Guide to Baking with Yeast {New and Improved}

All of your questions answered about baking with yeast at home! This comprehensive guide to baking with yeast can help anyone tackle the world of bread and roll making at home with confidence. 

Easy Homemade French Bread

This fall, I have some super amazing yeast recipes coming your way (like, they’re going to knock your socks off), and in preparation for that, I felt it was high time to update my working with yeast tutorial so that anyone who feels like they want to tackle the world of baking with yeast can do so with confidence and success. 

If you feel intimidated at the thought of baking with yeast, you aren’t alone! That is a very, very common feeling and a sentiment I hear a lot through comments and emails here on the blog. However, because I also hear so many ridiculously awesome success stories from those of you who have tried making bread or cinnamon rolls for the first (or second) time and come out feeling like a rock star, it’s my mission in life to make working and baking with yeast accessible to anyone and everyone.

Knowing a bit about yeast and how to work with it can make all the difference. This simple guide takes a look at how yeast works and how to bake with it at home! It’s amazingly simple (and fun) once you learn a few little tricks.

Hopefully this guide to baking with yeast will answer many common questions and help you feel confident about working with yeast!

Active dry yeast, instant yeast and bread machine yeast.

What is the difference between instant yeast and active dry yeast? 
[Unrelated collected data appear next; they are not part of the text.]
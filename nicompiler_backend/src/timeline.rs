//! Per-channel ordered collection of edited instructions.
//!
//! An [`EditTimeline`] keeps [`InstrBook`]s keyed by their `start_pos` in a `BTreeMap`, so insertion
//! only needs to look at the two neighbours of the new instruction to reject overlaps.
//! Occupied intervals are `[start_pos, eff_end_pos)`, which gives "go" instructions a footprint of
//! exactly one tick at edit time. Their actual extent is decided at compile time.
use std::collections::BTreeMap;
use std::ops::Bound::{Excluded, Unbounded};

use crate::error::EditError;
use crate::instruction::InstrBook;

#[derive(Clone, Debug, Default)]
pub struct EditTimeline {
    books: BTreeMap<usize, InstrBook>,
}

impl EditTimeline {
    pub fn new() -> Self {
        Self::default()
    }

    /// Inserts `book`, keeping the timeline sorted by start position.
    ///
    /// Fails with [`EditError::Overlap`] if `[start_pos, eff_end_pos)` of `book` intersects
    /// the interval of any instruction already present. The timeline is unchanged on failure.
    /// `chan` only labels the error.
    ///
    /// ```
    /// # use nicompiler_backend::instruction::*;
    /// # use nicompiler_backend::timeline::EditTimeline;
    /// let mut timeline = EditTimeline::new();
    /// let func = Instruction::new_const(1.0);
    /// timeline.add("ao0", InstrBook::new(10, Some((20, false)), func.clone()).unwrap()).unwrap();
    /// // Touching intervals are fine
    /// timeline.add("ao0", InstrBook::new(0, Some((10, false)), func.clone()).unwrap()).unwrap();
    /// // 15..25 intersects 10..20
    /// assert!(timeline.add("ao0", InstrBook::new(15, Some((25, false)), func).unwrap()).is_err());
    /// assert_eq!(timeline.len(), 2);
    /// ```
    pub fn add(&mut self, chan: &str, book: InstrBook) -> Result<(), EditError> {
        let start = book.start_pos;
        let end = book.eff_end_pos();

        // Previous (or equal start) instruction must end before the new one starts
        if let Some((_, prev)) = self.books.range(..=start).next_back() {
            if prev.eff_end_pos() > start {
                return Err(Self::overlap(chan, &book, prev));
            }
        }
        // Next instruction must start after the new one ends
        if let Some((_, next)) = self.books.range((Excluded(start), Unbounded)).next() {
            if next.start_pos < end {
                return Err(Self::overlap(chan, &book, next));
            }
        }
        self.books.insert(start, book);
        Ok(())
    }

    fn overlap(chan: &str, new: &InstrBook, existing: &InstrBook) -> EditError {
        EditError::Overlap {
            chan: chan.to_string(),
            new: new.to_string(),
            existing: existing.to_string(),
        }
    }

    pub fn clear(&mut self) {
        self.books.clear()
    }

    /// Instruction with the highest start position
    pub fn last(&self) -> Option<&InstrBook> {
        self.books.values().next_back()
    }

    /// Effective end of the last instruction, `0` for an empty timeline
    pub fn last_end_pos(&self) -> usize {
        self.last().map_or(0, |book| book.eff_end_pos())
    }

    pub fn len(&self) -> usize {
        self.books.len()
    }

    pub fn is_empty(&self) -> bool {
        self.books.is_empty()
    }

    /// Iterates over instructions in start order
    pub fn iter(&self) -> impl Iterator<Item = &InstrBook> + '_ {
        self.books.values()
    }
}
There are several different types of dry yeast offered at the store. {Sidenote: There is also such thing as fresh yeast, sometimes called cake yeast, but we aren’t even going to address that type of yeast today because all of the recipes I post here – and most my-style yeast recipes online – call for dry yeast.} 

When it comes to dry yeast, there are two main types: active dry and instant. Yeast labeled rapid rise yeast or bread machine yeast is the same as instant yeast and can be used interchangeably . 

Active dry yeast has slightly larger granules than instant yeast as you can see in the picture below. 
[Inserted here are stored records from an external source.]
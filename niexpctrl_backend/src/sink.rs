//! Destinations of streamed samples.
//!
//! A [`StreamSink`] receives the compiled signal of every streamable channel chunk by chunk.
//! It stands where the NI-DAQmx task sits on real hardware: [`StreamSink::start`] arms or starts a card,
//! [`StreamSink::write`] appends samples to the output buffer of one channel, [`StreamSink::stop`]
//! ends the run of a card.
//!
//! Two sinks are provided:
//! - [`MemorySink`] records everything, for dry runs and tests.
//! - [`LogSink`] reports every call through the `log` facade.
use parking_lot::Mutex;

use crate::error::SinkError;

/// Receiver of streamed samples. Called concurrently from one worker thread per card.
pub trait StreamSink: Send + Sync {
    /// Appends `samples` of channel `chan_id` on card `card_id`, clocked at `samp_rate`.
    ///
    /// Within one card, chunks arrive in time order and the channels of a chunk are written
    /// one after the other, in the card's compiled channel order.
    fn write(
        &self,
        card_id: &str,
        chan_id: &str,
        samples: &[f64],
        samp_rate: f64,
    ) -> Result<(), SinkError>;

    /// Starts card `card_id`. Cards importing a start trigger are started before the card
    /// exporting it.
    fn start(&self, _card_id: &str) -> Result<(), SinkError> {
        Ok(())
    }

    /// Stops card `card_id` after the last chunk of a repetition.
    fn stop(&self, _card_id: &str) -> Result<(), SinkError> {
        Ok(())
    }
}

/// A single [`StreamSink::write`] call as recorded by [`MemorySink`]
#[derive(Clone, Debug, PartialEq)]
pub struct SinkWrite {
    pub card_id: String,
    pub chan_id: String,
    pub samples: Vec<f64>,
    pub samp_rate: f64,
}

/// Sink keeping every call in memory.
///
/// ```
/// use niexpctrl_backend::sink::*;
///
/// let sink = MemorySink::new();
/// sink.write("PXI1Slot3", "ao0", &[0., 1.], 1e6).unwrap();
/// sink.write("PXI1Slot3", "ao0", &[2.], 1e6).unwrap();
/// assert_eq!(sink.samples("PXI1Slot3", "ao0"), vec![0., 1., 2.]);
/// assert_eq!(sink.writes().len(), 2);
/// ```
#[derive(Debug, Default)]
pub struct MemorySink {
    writes: Mutex<Vec<SinkWrite>>,
    starts: Mutex<Vec<String>>,
    stops: Mutex<Vec<String>>,
}

impl MemorySink {
    pub fn new() -> Self {
        Self::default()
    }

    pub fn writes(&self) -> Vec<SinkWrite> {
        self.writes.lock().clone()
    }

    /// All samples written to a channel, concatenated in arrival order
    pub fn samples(&self, card_id: &str, chan_id: &str) -> Vec<f64> {
        self.writes
            .lock()
            .iter()
            .filter(|w| w.card_id == card_id && w.chan_id == chan_id)
            .flat_map(|w| w.samples.iter().copied())
            .collect()
    }

    /// Card names in the order they were started
    pub fn starts(&self) -> Vec<String> {
        self.starts.lock().clone()
    }

    pub fn stops(&self) -> Vec<String> {
        self.stops.lock().clone()
    }

    pub fn clear(&self) {
        self.writes.lock().clear();
        self.starts.lock().clear();
        self.stops.lock().clear();
    }
}

impl StreamSink for MemorySink {
    fn write(
        &self,
        card_id: &str,
        chan_id: &str,
        samples: &[f64],
        samp_rate: f64,
    ) -> Result<(), SinkError> {
        self.writes.lock().push(SinkWrite {
            card_id: card_id.to_string(),
            chan_id: chan_id.to_string(),
            samples: samples.to_vec(),
            samp_rate,
        });
        Ok(())
    }

    fn start(&self, card_id: &str) -> Result<(), SinkError> {
        self.starts.lock().push(card_id.to_string());
        Ok(())
    }

    fn stop(&self, card_id: &str) -> Result<(), SinkError> {
        self.stops.lock().push(card_id.to_string());
        Ok(())
    }
}

/// Sink discarding samples after logging each call at `info` level.
#[derive(Clone, Copy, Debug, Default)]
pub struct LogSink;

impl StreamSink for LogSink {
    fn write(
        &self,
        card_id: &str,
        chan_id: &str,
        samples: &[f64],
        samp_rate: f64,
    ) -> Result<(), SinkError> {
        log::info!(
            "{card_id}/{chan_id}: {} samples at {samp_rate} Sa/s",
            samples.len()
        );
        Ok(())
    }

    fn start(&self, card_id: &str) -> Result<(), SinkError> {
        log::info!("{card_id}: start");
        Ok(())
    }

    fn stop(&self, card_id: &str) -> Result<(), SinkError> {
        log::info!("{card_id}: stop");
        Ok(())
    }
}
Active dry yeast and instant yeast

But besides the size of the granules, what’s the difference? The biggest difference between active dry yeast and instant yeast is that active dry yeast needs to be proofed/dissolved in water before using in a recipe whereas instant yeast can be added into the dry or wet ingredients of a recipe without being proofed first. We’ll talk more about proofing in a sec.

I use instant yeast 99.9% of the time. It’s gotten me through a lot of tough bread baking times. I love that I can add it directly to a recipe without proofing first. Saf instant yeast is my preferred brand (either the red or gold packages); I buy it on Amazon {aff. link} since my Costco stopped carrying it (rude). I’ve used other brands like Red Star and Fleischmanns with good results, too.
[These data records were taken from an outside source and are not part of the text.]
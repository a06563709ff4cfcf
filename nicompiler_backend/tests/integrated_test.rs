use nicompiler_backend::*;

fn ao_exp(samp_rate: f64) -> Experiment {
    let mut exp = Experiment::new();
    exp.add_ao_device("PXI1Slot3", samp_rate).unwrap();
    exp.add_ao_channel("PXI1Slot3", 0, 0.).unwrap();
    exp
}

#[test]
fn full_experiment() {
    let mut exp = Experiment::new();
    // Define devices and associated channels
    exp.add_ao_device("PXI1Slot3", 1e6).unwrap();
    exp.add_ao_channel("PXI1Slot3", 0, 0.).unwrap();

    exp.add_ao_device("PXI1Slot4", 1e6).unwrap();
    exp.add_ao_channel("PXI1Slot4", 0, 0.).unwrap();

    exp.add_do_device("PXI1Slot6", 1e7).unwrap();
    exp.add_do_channel("PXI1Slot6", 0, 0, 0.).unwrap();
    exp.add_do_channel("PXI1Slot6", 0, 4, 0.).unwrap();

    // Define synchronization behavior (refer to the "Device" struct for more information)
    exp.device_cfg_trig("PXI1Slot3", "PXI1_Trig0", true).unwrap();
    exp.device_cfg_ref_clk("PXI1Slot3", "PXI1_Trig7", 1e7, true).unwrap();

    exp.device_cfg_trig("PXI1Slot4", "PXI1_Trig0", false).unwrap();
    exp.device_cfg_ref_clk("PXI1Slot4", "PXI1_Trig7", 1e7, false).unwrap();

    exp.device_cfg_samp_clk_src("PXI1Slot6", "PXI1_Trig7").unwrap();
    exp.device_cfg_trig("PXI1Slot6", "PXI1_Trig0", false).unwrap();

    // PXI1Slot3/ao0 starts with a 1ms-long 7kHz sine wave with offset 1
    // and unit amplitude, zero phase. Does not keep its value.
    exp.sine("PXI1Slot3", "ao0", 0., 1e-3, false, 7e3, None, None, Some(1.)).unwrap();
    // Ends with a half-millisecond long 1V constant signal which returns to zero
    exp.constant("PXI1Slot3", "ao0", 9e-3, 0.5e-3, 1.).unwrap();

    // We can also leave a defined channel empty: the device / channel will simply not be compiled

    // Both lines of PXI1Slot6 start with a high at t=0 and a half-millisecond high at t=9ms
    exp.high("PXI1Slot6", "port0/line0", 0., 1e-3).unwrap();
    exp.high("PXI1Slot6", "port0/line0", 9e-3, 0.5e-3).unwrap();
    // Alternatively, we can also define the same behavior via go_high/go_low
    exp.go_high("PXI1Slot6", "port0/line4", 0.).unwrap();
    exp.go_low("PXI1Slot6", "port0/line4", 1e-3).unwrap();
    exp.go_high("PXI1Slot6", "port0/line4", 9e-3).unwrap();
    exp.go_low("PXI1Slot6", "port0/line4", 9.5e-3).unwrap();

    // Compile the experiment: this will stop the experiment at the last edit-time plus one tick
    // PXI1Slot3 adds the closing-edge sample of its constant pulse ending at 9.5ms
    let run_time = exp.compile(None).unwrap();
    assert!((run_time - 9.501e-3).abs() < 1e-12);
    assert!((exp.device_total_run_time("PXI1Slot6").unwrap() - 9.5001e-3).abs() < 1e-12);
    assert!(!exp.dev("PXI1Slot4").unwrap().is_compiled());

    // We can compile again with a specific stop_time (and add instructions in between)
    assert_eq!(exp.compile(Some(10e-3)).unwrap(), 10e-3);
    assert!(exp.is_fresh_compiled());

    assert_eq!(
        exp.device_compiled_channel_names("PXI1Slot6", true, false).unwrap(),
        vec!["port0".to_string()]
    );
    // Both lines high, then both low
    let sig = exp
        .device_calc_signal_nsamps("PXI1Slot6", 0, 100_000, 10, true, false)
        .unwrap();
    assert_eq!(sig[[0, 0]], 17.);
    assert_eq!(sig[[0, 1]], 0.);
    assert_eq!(sig[[0, 9]], 17.);

    // Editing invalidates the fresh compile state
    exp.go_constant("PXI1Slot3", "ao0", 9.5e-3, 0.5).unwrap();
    assert!(!exp.is_fresh_compiled());
    exp.clear_edit_cache().unwrap();
    assert!(!exp.is_edited());
    assert!(!exp.is_compiled());
}

#[test]
fn closing_edge_sample() {
    let mut exp = ao_exp(1e6);
    exp.constant("PXI1Slot3", "ao0", 0., 1e-3, 1.).unwrap();
    assert_eq!(exp.compile(None).unwrap(), 0.001001);
    assert_eq!(exp.channel_instr_end("PXI1Slot3", "ao0").unwrap(), vec![1000, 1001]);
}

#[test]
fn explicit_stop_time_pads_with_default() {
    let mut exp = ao_exp(1e6);
    exp.constant("PXI1Slot3", "ao0", 0., 1e-3, 1.).unwrap();
    assert_eq!(exp.compile(Some(2e-3)).unwrap(), 0.002);
    assert_eq!(exp.channel_instr_end("PXI1Slot3", "ao0").unwrap(), vec![1000, 2000]);
    let sig = exp
        .channel_calc_signal_nsamps("PXI1Slot3", "ao0", 0., 2e-3, 4)
        .unwrap();
    assert_eq!(sig, vec![1., 1., 0., 0.]);
}

#[test]
fn minimum_sample_count() {
    let mut exp = ao_exp(1e6);
    exp.go_constant("PXI1Slot3", "ao0", 0., 1.).unwrap();
    assert_eq!(exp.compile(Some(2e-6)).unwrap(), 2e-6);
    assert_eq!(exp.dev("PXI1Slot3").unwrap().total_samps(), 2);
    assert_eq!(exp.compile(None).unwrap(), 2e-6);
    assert_eq!(exp.dev("PXI1Slot3").unwrap().total_samps(), 2);
}

#[test]
/// Lines of one port whose timelines end far apart must merge without running past the end
/// of the shorter line's instruction list.
fn port_lines_with_distant_ends() {
    let mut exp = Experiment::new();
    exp.add_do_device("PXI1Slot6", 1e6).unwrap();
    exp.add_do_channel("PXI1Slot6", 0, 0, 0.).unwrap();
    exp.add_do_channel("PXI1Slot6", 0, 1, 0.).unwrap();
    exp.high("PXI1Slot6", "port0/line0", 0., 10.).unwrap();
    exp.high("PXI1Slot6", "port0/line1", 0., 2e-3).unwrap();

    assert_eq!(exp.compile(None).unwrap(), 10.000001);
    // The short line carries a trailing hold up to the common end
    assert_eq!(
        exp.channel_instr_end("PXI1Slot6", "port0/line1").unwrap(),
        vec![2000, 10_000_001]
    );
    assert_eq!(
        exp.channel_instr_end("PXI1Slot6", "port0").unwrap(),
        vec![2000, 10_000_000, 10_000_001]
    );
    let sig = exp
        .device_calc_signal_nsamps("PXI1Slot6", 1999, 2001, 2, true, false)
        .unwrap();
    assert_eq!(sig.row(0).to_vec(), vec![3., 1.]);
    let sig = exp
        .device_calc_signal_nsamps("PXI1Slot6", 9_999_999, 10_000_001, 2, true, false)
        .unwrap();
    assert_eq!(sig.row(0).to_vec(), vec![1., 0.]);
}

#[test]
fn compile_is_idempotent() {
    let mut exp = ao_exp(1e3);
    exp.sine("PXI1Slot3", "ao0", 0.1, 0.2, true, 5., Some(2.), None, None).unwrap();
    exp.linramp("PXI1Slot3", "ao0", 0.5, 0.1, 0., 1., false).unwrap();

    exp.compile(Some(1.)).unwrap();
    let instr_end = exp.channel_instr_end("PXI1Slot3", "ao0").unwrap();
    let sig = exp.channel_calc_signal_nsamps("PXI1Slot3", "ao0", 0., 1., 1000).unwrap();

    exp.compile(Some(1.)).unwrap();
    assert_eq!(exp.channel_instr_end("PXI1Slot3", "ao0").unwrap(), instr_end);
    assert_eq!(
        exp.channel_calc_signal_nsamps("PXI1Slot3", "ao0", 0., 1., 1000).unwrap(),
        sig
    );
    // gap, sine, held value, ramp, default tail
    assert_eq!(instr_end, vec![100, 300, 500, 600, 1000]);
}

#[test]
fn failed_edits_leave_no_trace() {
    let mut exp = ao_exp(1e3);
    exp.constant("PXI1Slot3", "ao0", 0., 1., 1.).unwrap();
    exp.compile(None).unwrap();

    let err = exp.constant("PXI1Slot3", "ao0", 0.5, 1., 2.).unwrap_err();
    assert!(matches!(err, NiCompError::Edit(EditError::Overlap { .. })));
    assert!(exp.constant("PXI1Slot3", "ao0", 2., 1e-4, 2.).is_err());
    assert!(exp.constant("PXI1Slot3", "ao0", -1., 0.5, 2.).is_err());

    // Compile state survives rejected edits
    assert!(exp.is_fresh_compiled());
    assert_eq!(exp.last_instr_end_time(), 1.);
}

#[test]
fn reset_shifts_natural_stop() {
    let mut exp = ao_exp(1e3);
    exp.channel_cfg_reset_value("PXI1Slot3", "ao0", 0.25).unwrap();
    exp.constant("PXI1Slot3", "ao0", 0., 1., 1.).unwrap();
    assert_eq!(exp.add_reset_instr(None).unwrap(), 1.);
    // The reset instruction occupies one tick at edit time
    assert_eq!(exp.last_instr_end_time(), 1.001);
    exp.compile(Some(2.)).unwrap();
    assert_eq!(
        exp.channel_calc_signal_nsamps("PXI1Slot3", "ao0", 0.999, 1.001, 2).unwrap(),
        vec![1., 0.25]
    );
    assert_eq!(
        exp.channel_calc_signal_nsamps("PXI1Slot3", "ao0", 1.998, 2., 2).unwrap(),
        vec![0.25, 0.25]
    );
}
Package of saf-instant yeast.

Can I sub active dry yeast for instant yeast? And vice versa. 

Yes! You sure can. 

The method is simple:

If a recipe calls for instant yeast, use slightly more active dry yeast and dissolve the active dry yeast in warm water (and a pinch of sugar, optional) until it is bubbly and foamy. This usually takes a minute or so. 

For instance, for a recipe using 1 tablespoon instant yeast, use 1 1/4 tablespoons active dry yeast and about 3-4 tablespoons water. For 2 teaspoons instant yeast, use 2 1/2 teaspoons active dry yeast.

If you want to use instant yeast instead of active dry yeast, use the same amount (technically you can decrease the instant yeast by 25% but I never do), and add the instant yeast in with the other ingredients in the recipe.

How do I proof yeast? 

Any type of yeast can be proofed in water, but as noted above, instant yeast doesn’t have to be proofed in order to work in a recipe, whereas active dry yeast always needs to be proofed first. 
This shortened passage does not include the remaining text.